In each of these chapters the reader gets the sense that the young Daniel learned a valuable and universal life lesson. The topics covered in “Thick Skin” are comparatively more delicate and may bridge the gap between Ethiopia and Canada in the memories of many who may have seen it on television. Through a number of stories Coleman shows his reality of life in Ethiopia during political upheaval and widespread famine. His experiences were frightening yet he understood that they were mild in comparison to what the typical Ethiopian citizens themselves had to endure. The teenage Coleman learned that the missionaries responsible for assisting with the famine had to play a political game in order to get even small amounts of food to those in need. The nation’s young adults, including friends of the Coleman family, faced an unfair predicament, having to choose between two forms of national service, both of which led to an uncertain and probably dangerous future. These descriptions of injustice are vivid and gripping.
In the mid-1970s there was political unrest and widespread famine and through a number of stories, Coleman relates how life for missionary families underwent a dramatic change. After the King was deposed, the new government enforced a policy of atheism, and the new converts to Christianity were persecuted. Coleman tells the story of a childhood friend whose tuberculosis was treated at a missionary hospital and became part of the Coleman household. He later converted to Christianity and upon refusing to renounce his faith, he was jailed for six years.
Coleman moved to Canada for his final year of high school. Life was increasingly complicated in Ethiopia for missionary families as they became dangerous to their Ethiopian friends for their religious and therefore subversive beliefs. When Coleman arrived in Canada, he did not discuss his African childhood, preferring instead to claim that he came from his father’s hometown in Ontario. He lived a life of divided realities while in Canada and only returned to Africa shortly before his parents retired.
There are excellent photographs scattered throughout and that enhance Coleman’s narrative. Ethiopian words are interspersed through his writing and some are defined, most notably those close to the beginning. However there are numerous occasions when the reader is left to guess at meanings, extrapolating only from context. Perhaps this was done to keep the reader off balance and guessing, just as some of Coleman’s experiences may have done to him.

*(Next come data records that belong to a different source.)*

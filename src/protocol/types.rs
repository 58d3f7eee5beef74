// src/protocol/types.rs

//! Serde types for everything that crosses the wire, shaped to match the
//! JSON the web client already speaks: PascalCase fields, user ids carried
//! as decimal strings, events tagged by a `Type` field.

use crate::protocol::camel_to_upper_snake;
use crate::session::SessionInfo;

use bytes::Bytes;
use serde::{Deserialize, Serialize};

/// Serialize/deserialize a `u64` as a decimal string, the way the original
/// wire format carries large ids.
pub mod stringly {
  use serde::{de, Deserialize, Deserializer, Serializer};

  pub fn serialize<S: Serializer>(v: &u64, s: S) -> Result<S::Ok, S::Error> {
    s.collect_str(v)
  }

  pub fn deserialize<'de, D: Deserializer<'de>>(d: D) -> Result<u64, D::Error> {
    let raw = String::deserialize(d)?;
    raw.parse::<u64>().map_err(de::Error::custom)
  }
}

// --- Shared value types ---

#[derive(Debug, Clone, Default, PartialEq, Serialize, Deserialize)]
#[serde(rename_all = "PascalCase", default)]
pub struct UserInfo {
  pub name: String,
  pub id: String,
}

impl UserInfo {
  pub fn from_session(session: &SessionInfo) -> Self {
    Self {
      name: session.name.clone(),
      id: session.id.to_string(),
    }
  }
}

#[derive(Debug, Clone, Default, PartialEq, Serialize, Deserialize)]
#[serde(rename_all = "PascalCase", default)]
pub struct UserListInfo {
  #[serde(flatten)]
  pub user: UserInfo,
  pub is_friend: bool,
  pub friendship_confirmed: bool,
}

#[derive(Debug, Clone, Default, PartialEq, Serialize, Deserialize)]
#[serde(rename_all = "PascalCase", default)]
pub struct Message {
  pub id: u64,
  pub user_from: String,
  pub ts: String,
  pub is_out: bool,
  pub text: String,
}

#[derive(Debug, Clone, Default, PartialEq, Serialize, Deserialize)]
#[serde(rename_all = "PascalCase", default)]
pub struct TimelineMessage {
  pub id: u64,
  pub user_id: String,
  pub user_name: String,
  pub text: String,
  pub ts: String,
}

// --- Requests (client -> server) ---
//
// Missing fields decode to their zero values, as the original JSON decoder
// allowed.

#[derive(Debug, Clone, Default, Deserialize)]
#[serde(rename_all = "PascalCase", default)]
pub struct RequestGetMessages {
  #[serde(with = "stringly")]
  pub user_to: u64,
  pub date_end: String,
  pub limit: u64,
}

#[derive(Debug, Clone, Default, Deserialize)]
#[serde(rename_all = "PascalCase", default)]
pub struct RequestSendMessage {
  #[serde(with = "stringly")]
  pub user_to: u64,
  pub text: String,
}

#[derive(Debug, Clone, Default, Deserialize)]
#[serde(rename_all = "PascalCase", default)]
pub struct RequestGetTimeline {
  pub date_end: String,
  pub limit: u64,
}

#[derive(Debug, Clone, Default, Deserialize)]
#[serde(rename_all = "PascalCase", default)]
pub struct RequestAddToTimeline {
  pub text: String,
}

#[derive(Debug, Clone, Default, Deserialize)]
#[serde(rename_all = "PascalCase", default)]
pub struct RequestGetUsersList {
  pub limit: u64,
}

#[derive(Debug, Clone, Default, Deserialize)]
#[serde(rename_all = "PascalCase", default)]
pub struct RequestAddFriend {
  pub friend_id: String,
}

#[derive(Debug, Clone, Default, Deserialize)]
#[serde(rename_all = "PascalCase", default)]
pub struct RequestConfirmFriendship {
  pub friend_id: String,
}

#[derive(Debug, Clone, Default, Deserialize)]
#[serde(rename_all = "PascalCase", default)]
pub struct RequestGetMessagesUsers {
  pub limit: u64,
}

#[derive(Debug, Clone, Default, Deserialize)]
#[serde(rename_all = "PascalCase", default)]
pub struct RequestGetFriends {
  pub limit: u64,
}

#[derive(Debug, Clone, Default, Deserialize)]
#[serde(rename_all = "PascalCase", default)]
pub struct RequestGetProfile {
  #[serde(with = "stringly")]
  pub user_id: u64,
}

#[derive(Debug, Clone, Default, Deserialize)]
#[serde(rename_all = "PascalCase", default)]
pub struct RequestUpdateProfile {
  pub name: String,
  pub birthdate: String,
  pub sex: i32,
  pub city_name: String,
  pub family_position: i32,
}

// --- Replies (server -> client, correlated by SeqId) ---

#[derive(Debug, Clone, Default, Serialize)]
#[serde(rename_all = "PascalCase")]
pub struct ReplyMessagesList {
  pub messages: Vec<Message>,
}

#[derive(Debug, Clone, Default, Serialize)]
#[serde(rename_all = "PascalCase")]
pub struct ReplyUsersList {
  pub users: Vec<UserListInfo>,
}

#[derive(Debug, Clone, Default, Serialize)]
#[serde(rename_all = "PascalCase")]
pub struct ReplyGetFriends {
  pub users: Vec<UserInfo>,
  pub friend_requests: Vec<UserInfo>,
}

#[derive(Debug, Clone, Default, Serialize)]
#[serde(rename_all = "PascalCase")]
pub struct ReplyGetMessagesUsers {
  pub users: Vec<UserInfo>,
}

#[derive(Debug, Clone, Default, Serialize)]
#[serde(rename_all = "PascalCase")]
pub struct ReplyGetTimeline {
  pub messages: Vec<TimelineMessage>,
}

#[derive(Debug, Clone, Default, Serialize)]
#[serde(rename_all = "PascalCase")]
pub struct ReplyGetProfile {
  pub name: String,
  pub birthdate: String,
  pub sex: i32,
  pub description: String,
  #[serde(with = "stringly")]
  pub city_id: u64,
  pub city_name: String,
  pub family_position: i32,
}

#[derive(Debug, Clone, Default, Serialize)]
#[serde(rename_all = "PascalCase")]
pub struct ReplyGeneric {
  pub success: bool,
}

#[derive(Debug, Clone, Default, Serialize)]
#[serde(rename_all = "PascalCase")]
pub struct ReplyError {
  pub message: String,
}

/// The payload of a correlated reply. Serializes without a tag; the wire
/// label comes from [`ReplyBody::wire_type`] and rides in
/// [`SequencedReply::reply_type`].
#[derive(Debug, Clone, Serialize)]
#[serde(untagged)]
pub enum ReplyBody {
  MessagesList(ReplyMessagesList),
  UsersList(ReplyUsersList),
  GetFriends(ReplyGetFriends),
  GetMessagesUsers(ReplyGetMessagesUsers),
  GetTimeline(ReplyGetTimeline),
  GetProfile(ReplyGetProfile),
  Generic(ReplyGeneric),
  Error(ReplyError),
}

impl ReplyBody {
  fn type_name(&self) -> &'static str {
    match self {
      ReplyBody::MessagesList(_) => "ReplyMessagesList",
      ReplyBody::UsersList(_) => "ReplyUsersList",
      ReplyBody::GetFriends(_) => "ReplyGetFriends",
      ReplyBody::GetMessagesUsers(_) => "ReplyGetMessagesUsers",
      ReplyBody::GetTimeline(_) => "ReplyGetTimeline",
      ReplyBody::GetProfile(_) => "ReplyGetProfile",
      ReplyBody::Generic(_) => "ReplyGeneric",
      ReplyBody::Error(_) => "ReplyError",
    }
  }

  /// Wire label of this reply: the type name converted to upper snake case,
  /// e.g. `ReplyMessagesList` => `REPLY_MESSAGES_LIST`.
  pub fn wire_type(&self) -> String {
    camel_to_upper_snake(self.type_name())
  }
}

/// A reply stamped with the sequence id of the request it answers.
#[derive(Debug, Clone, Serialize)]
#[serde(rename_all = "PascalCase")]
pub struct SequencedReply {
  pub seq_id: i64,
  #[serde(rename = "Type")]
  pub reply_type: String,
  #[serde(flatten)]
  pub body: ReplyBody,
}

impl SequencedReply {
  pub fn new(seq_id: i64, body: ReplyBody) -> Self {
    let reply_type = body.wire_type();
    Self { seq_id, reply_type, body }
  }

  pub fn error(seq_id: i64, message: impl Into<String>) -> Self {
    Self::new(seq_id, ReplyBody::Error(ReplyError { message: message.into() }))
  }
}

// --- Events (server -> client, pushed by the hub, no SeqId) ---

/// Uncorrelated events the hub pushes into mailboxes. The `Type` tag is part
/// of the serialized form; clients dispatch on it before looking at `SeqId`.
#[derive(Debug, Clone, PartialEq, Serialize, Deserialize)]
#[serde(tag = "Type")]
pub enum ServerEvent {
  #[serde(rename = "EVENT_ONLINE_USERS_LIST")]
  OnlineUsersList {
    #[serde(rename = "Users")]
    users: Vec<UserInfo>,
  },
  #[serde(rename = "EVENT_USER_CONNECTED")]
  UserConnected(UserInfo),
  #[serde(rename = "EVENT_USER_DISCONNECTED")]
  UserDisconnected(UserInfo),
  #[serde(rename = "EVENT_NEW_MESSAGE")]
  NewMessage(Message),
  #[serde(rename = "EVENT_NEW_TIMELINE_EVENT")]
  NewTimelineStatus(TimelineMessage),
  #[serde(rename = "EVENT_FRIEND_REQUEST")]
  FriendRequest {
    #[serde(rename = "UserId")]
    user_id: u64,
  },
}

// --- Pipeline-internal framing types ---

/// One framed client request: `TYPE_TOKEN <seq_id>\n<json-body>\n`.
/// The body is kept as raw bytes; only the matched handler knows its shape.
#[derive(Debug, Clone, PartialEq)]
pub struct SequencedRequest {
  pub request_type: String,
  pub seq_id: i64,
  pub body: Bytes,
}

/// Values carried by a connection mailbox.
///
/// `Shutdown` is the writer-loop close sentinel; it is never serialized onto
/// the wire.
#[derive(Debug, Clone)]
pub enum OutboundEvent {
  Event(ServerEvent),
  Reply(SequencedReply),
  Shutdown,
}

#[cfg(test)]
mod tests {
  use super::*;

  #[test]
  fn reply_wire_types_follow_type_names() {
    let reply = ReplyBody::MessagesList(ReplyMessagesList::default());
    assert_eq!(reply.wire_type(), "REPLY_MESSAGES_LIST");

    let reply = ReplyBody::Error(ReplyError { message: "nope".into() });
    assert_eq!(reply.wire_type(), "REPLY_ERROR");

    let reply = ReplyBody::GetMessagesUsers(ReplyGetMessagesUsers::default());
    assert_eq!(reply.wire_type(), "REPLY_GET_MESSAGES_USERS");
  }

  #[test]
  fn sequenced_reply_serializes_flat() {
    let reply = SequencedReply::new(42, ReplyBody::Generic(ReplyGeneric { success: true }));
    let json = serde_json::to_value(&reply).unwrap();

    assert_eq!(json["SeqId"], 42);
    assert_eq!(json["Type"], "REPLY_GENERIC");
    assert_eq!(json["Success"], true);
  }

  #[test]
  fn server_events_serialize_with_embedded_type_tag() {
    let event = ServerEvent::UserConnected(UserInfo {
      name: "Alice".into(),
      id: "7".into(),
    });
    let json = serde_json::to_value(&event).unwrap();

    assert_eq!(json["Type"], "EVENT_USER_CONNECTED");
    assert_eq!(json["Name"], "Alice");
    assert_eq!(json["Id"], "7");
  }

  #[test]
  fn new_message_event_carries_direction_and_correspondent() {
    let event = ServerEvent::NewMessage(Message {
      id: 0,
      user_from: "9".into(),
      ts: "123".into(),
      is_out: true,
      text: "hi".into(),
    });
    let json = serde_json::to_value(&event).unwrap();

    assert_eq!(json["Type"], "EVENT_NEW_MESSAGE");
    assert_eq!(json["UserFrom"], "9");
    assert_eq!(json["IsOut"], true);
    assert_eq!(json["Id"], 0);
  }

  #[test]
  fn requests_decode_with_go_conventions() {
    // Ids ride as decimal strings; absent fields take their zero values.
    let req: RequestSendMessage = serde_json::from_str(r#"{"UserTo": "9", "Text": "hi"}"#).unwrap();
    assert_eq!(req.user_to, 9);
    assert_eq!(req.text, "hi");

    let req: RequestGetMessages = serde_json::from_str(r#"{"UserTo": "9"}"#).unwrap();
    assert_eq!(req.user_to, 9);
    assert_eq!(req.limit, 0);
    assert_eq!(req.date_end, "");

    // A bare number where a stringly id is expected is a decode error.
    assert!(serde_json::from_str::<RequestSendMessage>(r#"{"UserTo": 9, "Text": "hi"}"#).is_err());
  }
}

In his youth, Daniel Coleman assumed he would follow in his parents’ footsteps on the path through Bible College and then on to a missionary posting in a distant land, however his vocational aspirations took him elsewhere. Studying Canadian immigrant literature he completed a PhD. and he now holds a Canada Research Chair in English at McMaster University. Although an academic, Coleman has written this book for a wider audience. He successfully brings to light the complexity of the role of missionaries, something often portrayed with critical and unbalanced views. This work is not post-colonial literature in the conventional sense, but a chronicle of the formative years of his life as a child of religious missionaries in Ethiopia, superbly told.